Task description ▸ Pull every line with "ModelFamily" from the data.

Material supplied ▸
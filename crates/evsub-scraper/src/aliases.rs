//! Display labels that source pages use for each trim.
//!
//! Source sites label the same configuration differently (English marketing
//! names, Korean names, bare drivetrain tags), so each trim maps to an
//! ordered list, most specific first.

use evsub_core::{ModelFamily, TrimCode};

const M3_STD: &[&str] = &[
    "Model 3 Standard RWD",
    "Model 3 Standard",
    "모델 3",
    "스탠다드",
    "RWD",
];
const M3_LR: &[&str] = &[
    "Model 3 Premium Long Range RWD",
    "Model 3 Long Range",
    "롱레인지",
    "Long Range",
];
const M3_PERF: &[&str] = &["Model 3 Performance", "퍼포먼스", "Performance"];
const MY_RWD: &[&str] = &[
    "Model Y Premium RWD",
    "Model Y RWD",
    "모델 Y",
    "Premium RWD",
    "RWD",
];
const MY_LR: &[&str] = &[
    "Model Y Premium Long Range",
    "Model Y Long Range",
    "Long Range",
    "롱레인지",
    "AWD",
];

const MODEL_3: &[&str] = &["Model 3", "모델 3"];
const MODEL_Y: &[&str] = &["Model Y", "모델 Y"];

/// Exact-trim labels for a raw trim code, in match priority order.
///
/// Unknown codes yield an empty slice.
#[must_use]
pub fn aliases_for(trim: &str) -> &'static [&'static str] {
    match trim.parse::<TrimCode>() {
        Ok(TrimCode::M3Std) => M3_STD,
        Ok(TrimCode::M3Lr) => M3_LR,
        Ok(TrimCode::M3Perf) => M3_PERF,
        Ok(TrimCode::MyRwd) => MY_RWD,
        Ok(TrimCode::MyLr) => MY_LR,
        Err(_) => &[],
    }
}

/// Model-family labels used when no exact-trim label yields an amount.
///
/// Derived from the code prefix, so unrecognized `M3_*` / `MY_*` codes still
/// get a fallback. Codes with no known prefix yield an empty slice, which
/// `extract` reports as `UNKNOWN_TRIM`. They are not sent to the Model Y
/// labels: an amount for the wrong model line is worse than a manual entry.
/// Earlier deployments of this lookup did default every non-`M3` code to
/// Model Y, so clients that relied on that now see manual mode instead.
#[must_use]
pub fn fallback_aliases_for(trim: &str) -> &'static [&'static str] {
    match ModelFamily::from_code_prefix(trim) {
        Some(ModelFamily::Model3) => MODEL_3,
        Some(ModelFamily::ModelY) => MODEL_Y,
        None => &[],
    }
}

#[cfg(test)]
mod tests {
    use super::*;

    #[test]
    fn every_known_trim_has_aliases() {
        for trim in TrimCode::ALL {
            assert!(
                !aliases_for(trim.as_code()).is_empty(),
                "no aliases for {trim}"
            );
        }
    }

    #[test]
    fn aliases_are_most_specific_first() {
        assert_eq!(
            aliases_for("M3_LR").first(),
            Some(&"Model 3 Premium Long Range RWD")
        );
        assert_eq!(aliases_for("MY_RWD").last(), Some(&"RWD"));
    }

    #[test]
    fn unknown_trim_has_no_aliases() {
        assert!(aliases_for("M3_HIGHLAND").is_empty());
        assert!(aliases_for("").is_empty());
    }

    #[test]
    fn fallback_follows_model_family() {
        assert_eq!(fallback_aliases_for("M3_PERF"), &["Model 3", "모델 3"]);
        assert_eq!(fallback_aliases_for("MY_LR"), &["Model Y", "모델 Y"]);
    }

    #[test]
    fn fallback_for_unknown_code_uses_prefix() {
        assert_eq!(fallback_aliases_for("M3_HIGHLAND"), &["Model 3", "모델 3"]);
        assert!(fallback_aliases_for("EV6_GT").is_empty());
    }
}
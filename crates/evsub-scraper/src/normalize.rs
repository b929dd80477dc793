//! Whitespace normalization for query parameters and fetched page text.

/// Trims both ends and collapses every run of whitespace to one space.
///
/// Unicode whitespace counts, so non-breaking and ideographic spaces that
/// show up in scraped Korean pages fold the same way as ASCII blanks.
#[must_use]
pub fn normalize(s: &str) -> String {
    s.split_whitespace().collect::<Vec<_>>().join(" ")
}
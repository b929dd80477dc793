use axum::{
    extract::{rejection::QueryRejection, Query, State},
    http::StatusCode,
    response::{IntoResponse, Response},
    Extension, Json,
};
use chrono::{DateTime, Utc};
use evsub_scraper::{extract, normalize, ExtractionResult, NotFoundReason};
use serde::Serialize;

use crate::middleware::RequestId;

use super::AppState;

pub(super) const MISSING_PARAMS: &str = "region and trim are required";
pub(super) const EXTRACTION_FAILED_MESSAGE: &str = "자동 조회가 실패했어. ev.or.kr에서 해당 지역/차종 보조금(국비+지방비 합계)을 확인해 수동 입력 후 저장해줘.";
pub(super) const FETCH_FAILED_MESSAGE: &str =
    "자동 조회 실패(네트워크/차단/구조변경). ev.or.kr에서 수동 확인 후 입력해줘.";

const CACHE_SOURCE: &str = "cache";
const MANUAL_MODE: &str = "manual";

/// Lookup inputs. A repeated key keeps its first value.
#[derive(Debug, Default)]
pub(super) struct SubsidyQuery {
    pub region: Option<String>,
    pub trim: Option<String>,
}

impl SubsidyQuery {
    fn from_pairs(pairs: Vec<(String, String)>) -> Self {
        let mut query = Self::default();
        for (key, value) in pairs {
            let slot = match key.as_str() {
                "region" => &mut query.region,
                "trim" => &mut query.trim,
                _ => continue,
            };
            if slot.is_none() {
                *slot = Some(value);
            }
        }
        query
    }
}

#[derive(Debug, Serialize)]
struct InvalidRequest {
    ok: bool,
    error: &'static str,
}

#[derive(Debug, Serialize)]
#[serde(rename_all = "camelCase")]
struct SubsidyFound {
    ok: bool,
    source: String,
    #[serde(skip_serializing_if = "Option::is_none")]
    method: Option<String>,
    /// Epoch milliseconds of the cache generation that holds the amount.
    updated_at: i64,
    region: String,
    trim: String,
    subsidy_won: u64,
}

/// Manual-mode body: automated lookup failed and the user must enter the
/// amount. Exactly one of `reason` / `error` is set.
#[derive(Debug, Serialize)]
struct ManualFallback {
    ok: bool,
    mode: &'static str,
    region: String,
    trim: String,
    #[serde(skip_serializing_if = "Option::is_none")]
    reason: Option<NotFoundReason>,
    message: &'static str,
    #[serde(skip_serializing_if = "Option::is_none")]
    error: Option<String>,
}

impl SubsidyFound {
    fn new(
        source: &str,
        method: Option<String>,
        updated_at: DateTime<Utc>,
        region: String,
        trim: String,
        subsidy_won: u64,
    ) -> Self {
        Self {
            ok: true,
            source: source.to_owned(),
            method,
            updated_at: updated_at.timestamp_millis(),
            region,
            trim,
            subsidy_won,
        }
    }
}

/// `GET /api/subsidy?region=..&trim=..`
///
/// Only missing input is a client error. Every upstream or extraction
/// failure is answered with 200 and a manual-mode body.
pub(super) async fn get_subsidy(
    State(state): State<AppState>,
    Extension(req_id): Extension<RequestId>,
    query: Result<Query<Vec<(String, String)>>, QueryRejection>,
) -> Response {
    let query = match query {
        Ok(Query(pairs)) => SubsidyQuery::from_pairs(pairs),
        Err(rejection) => {
            tracing::debug!(request_id = %req_id.0, error = %rejection, "unreadable query string");
            SubsidyQuery::default()
        }
    };
    let region = normalize(query.region.as_deref().unwrap_or_default());
    let trim = query.trim.as_deref().unwrap_or_default().trim().to_owned();

    if region.is_empty() || trim.is_empty() {
        return (
            StatusCode::BAD_REQUEST,
            Json(InvalidRequest {
                ok: false,
                error: MISSING_PARAMS,
            }),
        )
            .into_response();
    }

    if let Some(hit) = state.cache.get(&region, &trim).await {
        tracing::debug!(request_id = %req_id.0, %region, %trim, "subsidy cache hit");
        return cached(hit, region, trim);
    }

    // Concurrent misses queue here; whoever goes second usually finds the
    // first one's result already cached.
    let _refresh = state.refresh_lock.lock().await;
    if let Some(hit) = state.cache.get(&region, &trim).await {
        return cached(hit, region, trim);
    }

    let html = match state.client.fetch_page().await {
        Ok(html) => html,
        Err(e) => {
            tracing::warn!(
                request_id = %req_id.0,
                %region,
                %trim,
                error = %e,
                "subsidy source fetch failed; answering in manual mode"
            );
            return manual(ManualFallback {
                ok: false,
                mode: MANUAL_MODE,
                region,
                trim,
                reason: None,
                message: FETCH_FAILED_MESSAGE,
                error: Some(e.to_string()),
            });
        }
    };

    let page = normalize(&html);
    match extract(&page, &region, &trim) {
        ExtractionResult::Found {
            amount_won,
            provenance,
        } => {
            let updated_at = state.cache.put(&region, &trim, amount_won).await;
            tracing::info!(
                request_id = %req_id.0,
                %region,
                %trim,
                amount_won,
                method = %provenance,
                "extracted subsidy"
            );
            Json(SubsidyFound::new(
                state.client.source_id(),
                Some(provenance.to_string()),
                updated_at,
                region,
                trim,
                amount_won,
            ))
            .into_response()
        }
        ExtractionResult::NotFound { reason } => {
            tracing::info!(
                request_id = %req_id.0,
                %region,
                %trim,
                %reason,
                "subsidy not found in source page; answering in manual mode"
            );
            manual(ManualFallback {
                ok: false,
                mode: MANUAL_MODE,
                region,
                trim,
                reason: Some(reason),
                message: EXTRACTION_FAILED_MESSAGE,
                error: None,
            })
        }
    }
}

fn cached(hit: crate::cache::CacheHit, region: String, trim: String) -> Response {
    Json(SubsidyFound::new(
        CACHE_SOURCE,
        None,
        hit.updated_at,
        region,
        trim,
        hit.amount_won,
    ))
    .into_response()
}

fn manual(body: ManualFallback) -> Response {
    (StatusCode::OK, Json(body)).into_response()
}
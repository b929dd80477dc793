use axum::{extract::Request, http::HeaderValue, middleware::Next, response::Response};
use uuid::Uuid;

pub const REQUEST_ID_HEADER: &str = "x-request-id";

/// Newtype wrapping a request ID string, stored as a request extension.
#[derive(Debug, Clone)]
pub struct RequestId(pub String);

/// Axum middleware that tags every request with an ID.
///
/// An incoming non-empty `x-request-id` is reused; otherwise a new `UUIDv4`
/// is generated. The ID is inserted as a [`RequestId`] extension and echoed
/// on the response.
pub async fn request_id(mut req: Request, next: Next) -> Response {
    let id = req
        .headers()
        .get(REQUEST_ID_HEADER)
        .and_then(|v| v.to_str().ok())
        .map(str::trim)
        .filter(|s| !s.is_empty())
        .map_or_else(|| Uuid::new_v4().to_string(), String::from);

    req.extensions_mut().insert(RequestId(id.clone()));

    let mut res = next.run(req).await;

    if let Ok(val) = HeaderValue::from_str(&id) {
        res.headers_mut().insert(REQUEST_ID_HEADER, val);
    }

    res
}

Answer to this problem ▸
use evsub_core::{ModelFamily, TrimCode};
    match ModelFamily::from_code_prefix(trim) {
        Some(ModelFamily::Model3) => MODEL_3,
        Some(ModelFamily::ModelY) => MODEL_Y,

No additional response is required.